Environmental science draws on basic knowledge of the physical, chemical, biological, and quantitative aspects of natural and anthropogenic processes in environmental systems. This knowledge  is applied to addressing problems largely created by human activities in natural systems and in built environments, ranging from rural to urban development. Graduates will be able to develop and integrate scientific evidence that describes, predicts and cares for the natural resources that sustain our lives and communities in ways that honor the resiliency of humans and the natural environment. Graduates in environmental science enter a wide variety of career paths in local, state and federal governments; universities; and the private sector. Fields include environmental toxicology, environmental chemistry, terrestrial ecology, environmental impact assessment, watershed studies, air pollution control, solid and hazardous waste management, marine pollution assessment, and clean energy. Graduates may also choose to pursue advanced studies.  

We offer environmental sciences degrees on the Bellingham campus and the Salish Sea Region campus. On the Bellingham campus, we also offer students the opportunity to emphasize topics in the environmental sciences. These emphases include Environmental Toxicology, Freshwater and Terrestrial Ecology, and Marine Sciences.


The interdisciplinary nature of environmental science is reflected in the wide-ranging expertise of the environmental science faculty. Oceanographers, toxicologists, chemists, biologists, limnologists, terrestrial ecologists, engineers, and others work together as an interdisciplinary team to offer a curriculum grounded in the science but oriented to understanding and solving environmental problems. Active engagement in research allows the faculty to bring an analysis of new knowledge into the classroom.

Facilities and Equipment

Facilities are available for teaching laboratory courses and for student research projects. Students gain practical hands-on experience in data collection and analysis in both laboratory and field settings including terrestrial, aquatic, estuarine and marine environments. Specialized equipment is available for a wide variety of applications including toxicological and water quality monitoring (in a state-certified lab), dendrochronology, global positioning systems, wildlife telemetry, and forest and aquatic habitat characterization.
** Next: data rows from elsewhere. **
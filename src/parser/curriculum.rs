use std::collections::BTreeMap;
use std::sync::LazyLock;

use regex::Regex;
use serde::{Deserialize, Serialize};

/// Course row in extracted plan text: semester digit glued to the title,
/// then a trailing numeric code (hours) of 4+ digits.
static COURSE_RE: LazyLock<Regex> = LazyLock::new(|| {
    Regex::new(r"^([1-9])([A-Za-zА-Яа-яЁё/().\- ]+?)\s+\d{4,}\s*$").unwrap()
});

/// Plan section a course row belongs to. Closed set; the declaration order
/// is also the marker-check order during the scan.
#[derive(Debug, Clone, Copy, PartialEq, Eq, PartialOrd, Ord, Serialize, Deserialize)]
#[serde(rename_all = "snake_case")]
pub enum Category {
    ObligatoryCourses,
    ElectiveCourses,
    SoftSkills,
    UniversalPreparation,
    Practices,
    Gia,
}

impl Category {
    /// Stable snake_case key, matching the serialized form.
    pub fn key(self) -> &'static str {
        match self {
            Category::ObligatoryCourses => "obligatory_courses",
            Category::ElectiveCourses => "elective_courses",
            Category::SoftSkills => "soft_skills",
            Category::UniversalPreparation => "universal_preparation",
            Category::Practices => "practices",
            Category::Gia => "gia",
        }
    }

    /// Human-readable label used when the category is rendered into a
    /// corpus document.
    pub fn label(self) -> &'static str {
        match self {
            Category::ObligatoryCourses => "обязательные дисциплины",
            Category::ElectiveCourses => "выборные дисциплины",
            Category::SoftSkills => "дисциплины soft skills",
            Category::UniversalPreparation => "универсальная подготовка",
            Category::Practices => "практики",
            Category::Gia => "государственная итоговая аттестация",
        }
    }
}

/// Header phrases that switch the scan into a category. Checked in order;
/// first containment match wins.
const CATEGORY_MARKERS: &[(Category, &[&str])] = &[
    (Category::ObligatoryCourses, &["обязательные дисциплины"]),
    (Category::ElectiveCourses, &["пул выборных дисциплин", "выборные дисциплины"]),
    (Category::SoftSkills, &["soft skills", "софт скилл"]),
    (Category::UniversalPreparation, &["универсальная подготовка"]),
    (Category::Practices, &["практик"]),
    (Category::Gia, &["государственная итоговая аттестация", "гиа"]),
];

#[derive(Debug, Clone, PartialEq, Eq, Serialize, Deserialize)]
pub struct CourseEntry {
    pub semester: u8,
    pub title: String,
}

/// Courses grouped by plan section. A section absent from the source text
/// has no key at all.
pub type CurriculumTable = BTreeMap<Category, Vec<CourseEntry>>;

/// Scan concatenated plan text line by line and recover the course table.
///
/// PDF extraction flattens the plan's tables into a linear stream of section
/// headers and course rows, so a single pass with one sticky category is
/// enough: a header line switches the category, and every line is also
/// tested as a course row against the current category. Course rows seen
/// before any header are dropped.
pub fn extract(raw_text: &str) -> CurriculumTable {
    let mut table = CurriculumTable::new();
    let mut current: Option<Category> = None;

    for line in raw_text.lines() {
        let line = line.trim();
        if line.is_empty() {
            continue;
        }

        let lower = line.to_lowercase();
        for (category, markers) in CATEGORY_MARKERS {
            if markers.iter().any(|m| lower.contains(m)) {
                current = Some(*category);
                break;
            }
        }

        // A header line may still carry a course row after it on malformed
        // extractions, so the course test runs unconditionally.
        if let (Some(category), Some(caps)) = (current, COURSE_RE.captures(line)) {
            let semester: u8 = caps[1].parse().unwrap_or(0);
            let title = caps[2].trim().to_string();
            if semester >= 1 && !title.is_empty() {
                table.entry(category).or_default().push(CourseEntry { semester, title });
            }
        }
    }

    table
}

#[cfg(test)]
mod tests {
    use super::*;

    const PLAN: &str = "\
Учебный план ОП Искусственный интеллект

Блок 1. Обязательные дисциплины
1Воркшоп по созданию продукта на данных / Data Product Development 1080
2Машинное обучение 123456
2Глубокое обучение / Deep Learning 3240

Пул выборных дисциплин. 1 семестр
1Вычисления на GPU 3240
1Обработка естественного языка (NLP) 3240

Практики
2Производственная практика 10368

Государственная итоговая аттестация
4Подготовка к защите и защита ВКР 32400
";

    #[test]
    fn course_after_obligatory_marker() {
        let text = "Обязательные дисциплины\n2Машинное обучение 123456\n";
        let table = extract(text);
        let entries = &table[&Category::ObligatoryCourses];
        assert_eq!(entries.len(), 1);
        assert_eq!(entries[0].semester, 2);
        assert_eq!(entries[0].title, "Машинное обучение");
    }

    #[test]
    fn course_before_any_marker_is_dropped() {
        let table = extract("2Машинное обучение 123456\n");
        assert!(table.is_empty());
    }

    #[test]
    fn category_sticks_across_rows() {
        let table = extract(PLAN);
        assert_eq!(table[&Category::ObligatoryCourses].len(), 3);
        assert_eq!(table[&Category::ElectiveCourses].len(), 2);
        assert_eq!(table[&Category::Practices].len(), 1);
        assert_eq!(table[&Category::Gia].len(), 1);
    }

    #[test]
    fn absent_category_has_no_key() {
        let table = extract(PLAN);
        assert!(!table.contains_key(&Category::SoftSkills));
        assert!(!table.contains_key(&Category::UniversalPreparation));
    }

    #[test]
    fn titles_keep_latin_and_punctuation() {
        let table = extract(PLAN);
        let elective = &table[&Category::ElectiveCourses];
        assert_eq!(elective[1].title, "Обработка естественного языка (NLP)");
        let obligatory = &table[&Category::ObligatoryCourses];
        assert_eq!(
            obligatory[0].title,
            "Воркшоп по созданию продукта на данных / Data Product Development"
        );
    }

    #[test]
    fn marker_match_is_case_insensitive() {
        let text = "ОБЯЗАТЕЛЬНЫЕ ДИСЦИПЛИНЫ\n1Математика 1080\n";
        let table = extract(text);
        assert_eq!(table[&Category::ObligatoryCourses].len(), 1);
    }

    #[test]
    fn short_code_is_not_a_course() {
        // trailing number must be 4+ digits
        let text = "Обязательные дисциплины\n1Математика 108\n";
        let table = extract(text);
        assert!(table.is_empty());
    }

    #[test]
    fn idempotent_on_same_input() {
        assert_eq!(extract(PLAN), extract(PLAN));
    }
}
Instrumentation includes an autoanalyzer for phosphorous, carbon and nitrogen, a gamma ray detector for sediment dating, a remotely operated vehicle (ROV) equipped with a camera for underwater viewing of the marine environment as well as several small Unmanned Aircraft Systems (sUAS; “drones”) equipped with a variety of cameras for land use and land cover mapping. Extensive computer facilities include a Geographic Information Systems and Remote Sensing laboratory with state-of-the-art capabilities.
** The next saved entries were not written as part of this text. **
use anyhow::Result;
use rusqlite::{Connection, OptionalExtension};

const DB_PATH: &str = "data/abit.sqlite";

pub fn connect() -> Result<Connection> {
    std::fs::create_dir_all("data")?;
    let conn = Connection::open(DB_PATH)?;
    conn.execute_batch("PRAGMA journal_mode=WAL; PRAGMA foreign_keys=ON;")?;
    Ok(conn)
}

pub fn init_schema(conn: &Connection) -> Result<()> {
    conn.execute_batch(
        "
        CREATE TABLE IF NOT EXISTS programs (
            key        TEXT PRIMARY KEY,
            url        TEXT NOT NULL,
            html       TEXT,
            status     INTEGER,
            error      TEXT,
            fetched_at TEXT NOT NULL DEFAULT (datetime('now'))
        );

        CREATE TABLE IF NOT EXISTS curricula (
            program_key TEXT PRIMARY KEY REFERENCES programs(key),
            url         TEXT NOT NULL,
            text        TEXT,
            error       TEXT,
            fetched_at  TEXT NOT NULL DEFAULT (datetime('now'))
        );
        ",
    )?;
    Ok(())
}

// ── Fetching ──

pub struct PageRow {
    pub key: String,
    pub url: String,
    pub html: Option<String>,
    pub status: Option<u16>,
    pub error: Option<String>,
}

pub fn save_page(conn: &Connection, row: &PageRow) -> Result<()> {
    conn.execute(
        "INSERT OR REPLACE INTO programs (key, url, html, status, error, fetched_at)
         VALUES (?1, ?2, ?3, ?4, ?5, datetime('now'))",
        rusqlite::params![row.key, row.url, row.html, row.status, row.error],
    )?;
    Ok(())
}

/// Cached pages that actually have a body, in key order.
pub fn fetch_pages(conn: &Connection) -> Result<Vec<PageRow>> {
    let mut stmt = conn.prepare(
        "SELECT key, url, html, status, error FROM programs
         WHERE html IS NOT NULL ORDER BY key",
    )?;
    let rows = stmt
        .query_map([], |row| {
            Ok(PageRow {
                key: row.get(0)?,
                url: row.get(1)?,
                html: row.get(2)?,
                status: row.get(3)?,
                error: row.get(4)?,
            })
        })?
        .collect::<Result<Vec<_>, _>>()?;
    Ok(rows)
}

pub fn save_curriculum(
    conn: &Connection,
    program_key: &str,
    url: &str,
    text: Option<&str>,
    error: Option<&str>,
) -> Result<()> {
    conn.execute(
        "INSERT OR REPLACE INTO curricula (program_key, url, text, error, fetched_at)
         VALUES (?1, ?2, ?3, ?4, datetime('now'))",
        rusqlite::params![program_key, url, text, error],
    )?;
    Ok(())
}

pub fn fetch_curriculum_text(conn: &Connection, program_key: &str) -> Result<Option<String>> {
    let text = conn
        .query_row(
            "SELECT text FROM curricula WHERE program_key = ?1 AND text IS NOT NULL",
            [program_key],
            |row| row.get(0),
        )
        .optional()?;
    Ok(text)
}

// ── Stats ──

pub struct Stats {
    pub programs: usize,
    pub pages: usize,
    pub errors: usize,
    pub curricula: usize,
}

pub fn get_stats(conn: &Connection) -> Result<Stats> {
    let programs: usize = conn.query_row("SELECT COUNT(*) FROM programs", [], |r| r.get(0))?;
    let pages: usize = conn.query_row(
        "SELECT COUNT(*) FROM programs WHERE html IS NOT NULL",
        [],
        |r| r.get(0),
    )?;
    let errors: usize = conn.query_row(
        "SELECT COUNT(*) FROM programs WHERE error IS NOT NULL",
        [],
        |r| r.get(0),
    )?;
    let curricula: usize = conn.query_row(
        "SELECT COUNT(*) FROM curricula WHERE text IS NOT NULL",
        [],
        |r| r.get(0),
    )?;
    Ok(Stats {
        programs,
        pages,
        errors,
        curricula,
    })
}

#[cfg(test)]
mod tests {
    use super::*;

    fn memory_db() -> Connection {
        let conn = Connection::open_in_memory().unwrap();
        init_schema(&conn).unwrap();
        conn
    }

    #[test]
    fn page_roundtrip() {
        let conn = memory_db();
        save_page(
            &conn,
            &PageRow {
                key: "ai".to_string(),
                url: "https://abit.itmo.ru/program/master/ai".to_string(),
                html: Some("<html></html>".to_string()),
                status: Some(200),
                error: None,
            },
        )
        .unwrap();

        let pages = fetch_pages(&conn).unwrap();
        assert_eq!(pages.len(), 1);
        assert_eq!(pages[0].key, "ai");
        assert_eq!(pages[0].status, Some(200));
    }

    #[test]
    fn error_pages_are_not_listed_for_build() {
        let conn = memory_db();
        save_page(
            &conn,
            &PageRow {
                key: "ai".to_string(),
                url: "u".to_string(),
                html: None,
                status: Some(503),
                error: Some("HTTP 503".to_string()),
            },
        )
        .unwrap();
        assert!(fetch_pages(&conn).unwrap().is_empty());

        let stats = get_stats(&conn).unwrap();
        assert_eq!(stats.programs, 1);
        assert_eq!(stats.pages, 0);
        assert_eq!(stats.errors, 1);
    }

    #[test]
    fn curriculum_text_roundtrip() {
        let conn = memory_db();
        save_page(
            &conn,
            &PageRow {
                key: "ai".to_string(),
                url: "u".to_string(),
                html: Some(String::new()),
                status: Some(200),
                error: None,
            },
        )
        .unwrap();
        save_curriculum(&conn, "ai", "https://example.com/plan.pdf", Some("план"), None).unwrap();
        assert_eq!(fetch_curriculum_text(&conn, "ai").unwrap().as_deref(), Some("план"));
        assert_eq!(fetch_curriculum_text(&conn, "ai_product").unwrap(), None);
    }

    #[test]
    fn refetch_replaces_page() {
        let conn = memory_db();
        for html in ["old", "new"] {
            save_page(
                &conn,
                &PageRow {
                    key: "ai".to_string(),
                    url: "u".to_string(),
                    html: Some(html.to_string()),
                    status: Some(200),
                    error: None,
                },
            )
            .unwrap();
        }
        let pages = fetch_pages(&conn).unwrap();
        assert_eq!(pages.len(), 1);
        assert_eq!(pages[0].html.as_deref(), Some("new"));
    }
}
The WWU Shannon Point Marine Center offers access to aquaria and a wide variety of laboratory and field sampling equipment for students interested in the marine environment.

The Canyon Lake Creek Community Forest provides access to 2,300 acres in the foothills of Mt. Baker.

In addition to these university owned facilities, our location provides unparalleled access to public lands that cover a range of environments including the alpine zone, dense old-growth forests, wetlands, lakes, streams, estuaries, bays, and the ocean.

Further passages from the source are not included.